Point-of-view journalism is a phrase I heard from a recruiter in the communications field. For me, it offers a definition for skilled content writers who work with companies that are advancing their industries, innovating, stimulating action, and building relationships through their products and services.
Point of view refers to who is telling the story and how it is told. Journalism is a craft based on gathering and portraying facts for an audience. Combine these two and B2B companies can produce thoughtful and well positioned communications that get their customers talking and referring, while providing value in the media landscape.
Content writers at the Mayo Clinic address multiple audiences including patients, medical professionals, researchers, students and those seeking credible health information about symptoms, drugs or health-related lifestyle issues. This is information with a point of view developed using guidelines of the Mayo Clinic, yet it is credible and fact filled. From the Clinic’s Health Information menu a viewer can find out about Nutrition Basics with loads of links to specific topics relating to eating well. A free health topics E-newsletter is also offered. The Clinic leverages its medical expertise with blogs such as this one on the Mayo Clinic Diet. The blogs are written by subject matter experts who act as point-of-view journalists.
GE’s new electric vehicle charger, the GE WattStation™ is featured as one of their Innovation Stories, a collection of brief stories on why the products were developed. Facts about conditions, issues, and solutions proposed by the company are included.
Often times, content writers do more than write. They act as interpreters between the subject matter experts and audience.
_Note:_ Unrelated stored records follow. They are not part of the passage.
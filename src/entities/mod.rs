use chrono::{DateTime, Utc};
use serde::{Deserialize, Serialize};
use sqlx::{FromRow, types::Json};
use utoipa::ToSchema;
use uuid::Uuid;

/// Upper bound on the stored raw content snapshot, in characters.
pub const RAW_CONTENT_MAX_CHARS: usize = 2000;

/// --- Value types ---

#[derive(Debug, Clone, PartialEq, Eq, Serialize, Deserialize, ToSchema)]
pub struct Link {
    pub url: String,
    pub text: String,
    #[serde(rename = "type", default, skip_serializing_if = "Option::is_none")]
    pub kind: Option<String>,
}

#[derive(Debug, Clone, Copy, PartialEq, Eq, Serialize, Deserialize, ToSchema)]
#[serde(rename_all = "lowercase")]
pub enum ImportanceLevel {
    High,
    Medium,
    Low,
}

/// Importance is stored either as a score or as a level, depending on who
/// produced the excerpt.
#[derive(Debug, Clone, Copy, PartialEq, Serialize, Deserialize, ToSchema)]
#[serde(untagged)]
pub enum Importance {
    Score(f64),
    Level(ImportanceLevel),
}

#[derive(Debug, Clone, PartialEq, Serialize, Deserialize, ToSchema)]
pub struct HighlightedExcerpt {
    pub text: String,
    #[serde(default, skip_serializing_if = "Option::is_none")]
    pub importance: Option<Importance>,
}

#[derive(Debug, Clone, Default, PartialEq, Eq, Serialize, Deserialize, ToSchema)]
pub struct OgData {
    #[serde(default, skip_serializing_if = "Option::is_none")]
    pub title: Option<String>,
    #[serde(default, skip_serializing_if = "Option::is_none")]
    pub description: Option<String>,
    #[serde(default, skip_serializing_if = "Option::is_none")]
    pub image: Option<String>,
    #[serde(default, skip_serializing_if = "Option::is_none")]
    pub url: Option<String>,
}

impl OgData {
    pub fn is_empty(&self) -> bool {
        self.title.is_none() && self.description.is_none() && self.image.is_none() && self.url.is_none()
    }
}

/// Drafts for the four social platforms: professional, microblog, photo
/// caption and conversational.
#[derive(Debug, Clone, Default, PartialEq, Eq, Serialize, Deserialize, ToSchema)]
pub struct SocialPosts {
    #[serde(default, skip_serializing_if = "Option::is_none")]
    pub linkedin: Option<String>,
    #[serde(default, skip_serializing_if = "Option::is_none")]
    pub twitter: Option<String>,
    #[serde(default, skip_serializing_if = "Option::is_none")]
    pub instagram: Option<String>,
    #[serde(default, skip_serializing_if = "Option::is_none")]
    pub facebook: Option<String>,
}

impl SocialPosts {
    pub fn is_empty(&self) -> bool {
        self.linkedin.is_none()
            && self.twitter.is_none()
            && self.instagram.is_none()
            && self.facebook.is_none()
    }
}

#[derive(Debug, Clone, Copy, PartialEq, Eq, Serialize, Deserialize, ToSchema)]
#[serde(rename_all = "lowercase")]
pub enum AnalysisSource {
    Model,
    Deterministic,
}

impl AnalysisSource {
    pub fn as_str(&self) -> &'static str {
        match self {
            Self::Model => "model",
            Self::Deterministic => "deterministic",
        }
    }

    pub fn parse(value: &str) -> Option<Self> {
        match value {
            "model" => Some(Self::Model),
            "deterministic" => Some(Self::Deterministic),
            _ => None,
        }
    }
}

/// --- Tables ---

/// One scrape, either transient (fresh from the pipeline, no id) or stored.
#[derive(Debug, Clone, PartialEq, Serialize, Deserialize, ToSchema)]
pub struct ScrapeResult {
    #[serde(default, skip_serializing_if = "Option::is_none")]
    pub id: Option<Uuid>,
    #[serde(default, skip_serializing_if = "Option::is_none")]
    pub created_at: Option<DateTime<Utc>>,
    #[serde(default, skip_serializing_if = "Option::is_none")]
    pub user_id: Option<Uuid>,
    pub url: String,
    #[serde(default)]
    pub title: Option<String>,
    #[serde(default)]
    pub meta_description: Option<String>,
    #[serde(default)]
    pub keywords: Vec<String>,
    #[serde(default)]
    pub links: Vec<Link>,
    #[serde(default)]
    pub highlighted_content: Vec<HighlightedExcerpt>,
    #[serde(default)]
    pub og_data: Option<OgData>,
    #[serde(default)]
    pub raw_content: Option<String>,
    #[serde(default)]
    pub ai_summary: Option<String>,
    #[serde(default)]
    pub short_summary: Option<String>,
    #[serde(default)]
    pub verified_origin: Option<String>,
    #[serde(default)]
    pub future_forecast: Option<String>,
    #[serde(default)]
    pub relevance_score: Option<f32>,
    #[serde(default)]
    pub social_posts: Option<SocialPosts>,
    #[serde(default)]
    pub key_highlights: Option<Vec<String>>,
    #[serde(default)]
    pub analysis_source: Option<AnalysisSource>,
}

impl ScrapeResult {
    /// A bare result for `url`; every analysed field empty.
    pub fn new(url: impl Into<String>) -> Self {
        Self {
            id: None,
            created_at: None,
            user_id: None,
            url: url.into(),
            title: None,
            meta_description: None,
            keywords: Vec::new(),
            links: Vec::new(),
            highlighted_content: Vec::new(),
            og_data: None,
            raw_content: None,
            ai_summary: None,
            short_summary: None,
            verified_origin: None,
            future_forecast: None,
            relevance_score: None,
            social_posts: None,
            key_highlights: None,
            analysis_source: None,
        }
    }
}

/// Row shape of the `scrapes` table.
#[derive(Debug, Clone, FromRow)]
pub struct ScrapeRow {
    pub id: Uuid,
    pub created_at: DateTime<Utc>,
    pub user_id: Uuid,
    pub url: String,
    pub title: Option<String>,
    pub meta_description: Option<String>,
    pub keywords: Vec<String>,
    pub links: Json<Vec<Link>>,
    pub highlighted_content: Json<Vec<HighlightedExcerpt>>,
    pub og_data: Option<Json<OgData>>,
    pub raw_content: Option<String>,
    pub ai_summary: Option<String>,
    pub short_summary: Option<String>,
    pub verified_origin: Option<String>,
    pub future_forecast: Option<String>,
    pub relevance_score: Option<f32>,
    pub social_posts: Option<Json<SocialPosts>>,
    pub key_highlights: Option<Json<Vec<String>>>,
    pub analysis_source: Option<String>,
}

impl From<ScrapeRow> for ScrapeResult {
    fn from(row: ScrapeRow) -> Self {
        Self {
            id: Some(row.id),
            created_at: Some(row.created_at),
            user_id: Some(row.user_id),
            url: row.url,
            title: row.title,
            meta_description: row.meta_description,
            keywords: row.keywords,
            links: row.links.0,
            highlighted_content: row.highlighted_content.0,
            og_data: row.og_data.map(|j| j.0),
            raw_content: row.raw_content,
            ai_summary: row.ai_summary,
            short_summary: row.short_summary,
            verified_origin: row.verified_origin,
            future_forecast: row.future_forecast,
            relevance_score: row.relevance_score,
            social_posts: row.social_posts.map(|j| j.0),
            key_highlights: row.key_highlights.map(|j| j.0),
            analysis_source: row.analysis_source.as_deref().and_then(AnalysisSource::parse),
        }
    }
}

/// Truncates `text` to at most `max_chars` characters on a char boundary.
pub fn truncate_chars(text: &str, max_chars: usize) -> String {
    match text.char_indices().nth(max_chars) {
        Some((idx, _)) => text[..idx].to_string(),
        None => text.to_string(),
    }
}
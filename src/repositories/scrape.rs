use crate::entities::{ScrapeResult, ScrapeRow};
use anyhow::Result;
use async_trait::async_trait;
use sqlx::{Pool, Postgres, types::Json};
use uuid::Uuid;

const SCRAPE_COLUMNS: &str = r#"
    id, created_at, user_id, url, title, meta_description, keywords, links,
    highlighted_content, og_data, raw_content, ai_summary, short_summary,
    verified_origin, future_forecast, relevance_score, social_posts,
    key_highlights, analysis_source
"#;

/// Per-user storage of scrape results. Every read and delete is scoped to
/// the owning user.
#[cfg_attr(test, mockall::automock)]
#[async_trait]
pub trait ScrapeRepositoryTrait: Send + Sync {
    /// Stores `result` for `user_id`, returning it with id and timestamp.
    async fn insert(&self, user_id: Uuid, result: &ScrapeResult) -> Result<ScrapeResult>;

    /// The user's results, newest first.
    async fn list_for_user(&self, user_id: Uuid) -> Result<Vec<ScrapeResult>>;

    async fn find_for_user(&self, user_id: Uuid, id: Uuid) -> Result<Option<ScrapeResult>>;

    /// Returns whether a row was removed.
    async fn delete_for_user(&self, user_id: Uuid, id: Uuid) -> Result<bool>;
}

#[derive(Clone)]
pub struct ScrapeRepository {
    pool: Pool<Postgres>,
}

impl ScrapeRepository {
    pub fn new(pool: Pool<Postgres>) -> Self {
        Self { pool }
    }
}

#[async_trait]
impl ScrapeRepositoryTrait for ScrapeRepository {
    async fn insert(&self, user_id: Uuid, result: &ScrapeResult) -> Result<ScrapeResult> {
        let query = format!(
            r#"
            INSERT INTO scrapes
                  (user_id, url, title, meta_description, keywords, links,
                   highlighted_content, og_data, raw_content, ai_summary, short_summary,
                   verified_origin, future_forecast, relevance_score, social_posts,
                   key_highlights, analysis_source)
            VALUES ($1, $2, $3, $4, $5, $6, $7, $8, $9, $10, $11, $12, $13, $14, $15, $16, $17)
            RETURNING {}
            "#,
            SCRAPE_COLUMNS
        );

        let row = sqlx::query_as::<_, ScrapeRow>(&query)
            .bind(user_id)
            .bind(&result.url)
            .bind(&result.title)
            .bind(&result.meta_description)
            .bind(&result.keywords)
            .bind(Json(&result.links))
            .bind(Json(&result.highlighted_content))
            .bind(result.og_data.as_ref().map(Json))
            .bind(&result.raw_content)
            .bind(&result.ai_summary)
            .bind(&result.short_summary)
            .bind(&result.verified_origin)
            .bind(&result.future_forecast)
            .bind(result.relevance_score)
            .bind(result.social_posts.as_ref().map(Json))
            .bind(result.key_highlights.as_ref().map(Json))
            .bind(result.analysis_source.map(|s| s.as_str()))
            .fetch_one(&self.pool)
            .await?;

        Ok(row.into())
    }

    async fn list_for_user(&self, user_id: Uuid) -> Result<Vec<ScrapeResult>> {
        let query = format!(
            r#"
            SELECT {}
            FROM scrapes
            WHERE user_id = $1
            ORDER BY created_at DESC, id DESC
            "#,
            SCRAPE_COLUMNS
        );

        let rows = sqlx::query_as::<_, ScrapeRow>(&query)
            .bind(user_id)
            .fetch_all(&self.pool)
            .await?;

        Ok(rows.into_iter().map(ScrapeResult::from).collect())
    }

    async fn find_for_user(&self, user_id: Uuid, id: Uuid) -> Result<Option<ScrapeResult>> {
        let query = format!(
            r#"
            SELECT {}
            FROM scrapes
            WHERE id = $1 AND user_id = $2
            "#,
            SCRAPE_COLUMNS
        );

        let row = sqlx::query_as::<_, ScrapeRow>(&query)
            .bind(id)
            .bind(user_id)
            .fetch_optional(&self.pool)
            .await?;

        Ok(row.map(ScrapeResult::from))
    }

    async fn delete_for_user(&self, user_id: Uuid, id: Uuid) -> Result<bool> {
        let result = sqlx::query(
            r#"
            DELETE FROM scrapes
            WHERE id = $1 AND user_id = $2
            "#,
        )
        .bind(id)
        .bind(user_id)
        .execute(&self.pool)
        .await?;

        Ok(result.rows_affected() > 0)
    }
}
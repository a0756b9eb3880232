use thiserror::Error;

#[derive(Error, Debug)]
pub enum FetchError {
    #[error("content extraction is not configured: FIRECRAWL_API_KEY is missing")]
    MissingApiKey,

    #[error("connect timeout")]
    ConnectTimeout,

    #[error("request timeout")]
    RequestTimeout,

    #[error("connection failed: {0}")]
    Connect(String),

    #[error("content extraction failed with status {status}: {message}")]
    Http {
        status: reqwest::StatusCode,
        message: String,
    },

    #[error("content extraction was unsuccessful: {0}")]
    Unsuccessful(String),

    #[error("could not decode content extraction response: {0}")]
    Decode(String),

    #[error("unknown: {0}")]
    Unknown(String),
}

impl FetchError {
    /// Configuration problems are reported differently from upstream failures.
    pub fn is_configuration(&self) -> bool {
        matches!(self, Self::MissingApiKey)
    }

    /// Upstream status, when the failure carried one.
    pub fn status(&self) -> Option<reqwest::StatusCode> {
        match self {
            Self::Http { status, .. } => Some(*status),
            _ => None,
        }
    }

    pub fn from_reqwest_error(err: reqwest::Error) -> Self {
        if err.is_timeout() {
            if err.is_connect() {
                Self::ConnectTimeout
            } else {
                Self::RequestTimeout
            }
        } else if let Some(status) = err.status() {
            Self::Http {
                status,
                message: err.to_string(),
            }
        } else if err.is_connect() || err.is_request() {
            Self::Connect(err.to_string())
        } else if err.is_decode() {
            Self::Decode(err.to_string())
        } else {
            Self::Unknown(err.to_string())
        }
    }
}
They evaluate newsworthiness, usability, shareability and audience receptiveness.
I am guided by the following thoughts when I undertake a point-of-view journalism project:
- Ask and answer the important questions. Viewers feel under served when questions are not asked.
- Be transparent. Allow the real issues to surface. Facts are your friend.
- Thoughtful communication can in itself be a call to action.
- Include research from neutral sources. Interpret.
- Investigate and show intent.
- It may take courage. New and better information may cause a paradigm shift but when integrated into a knowledge network it is often beneficial.
Developing factual content that shares a point of view is a B2B benefit that pays off in multiple ways: increased word of mouth, social network sharing, trust building, and industry influence to name a few. Winning in the marketplace may well be a matter of communicating what you know to be true.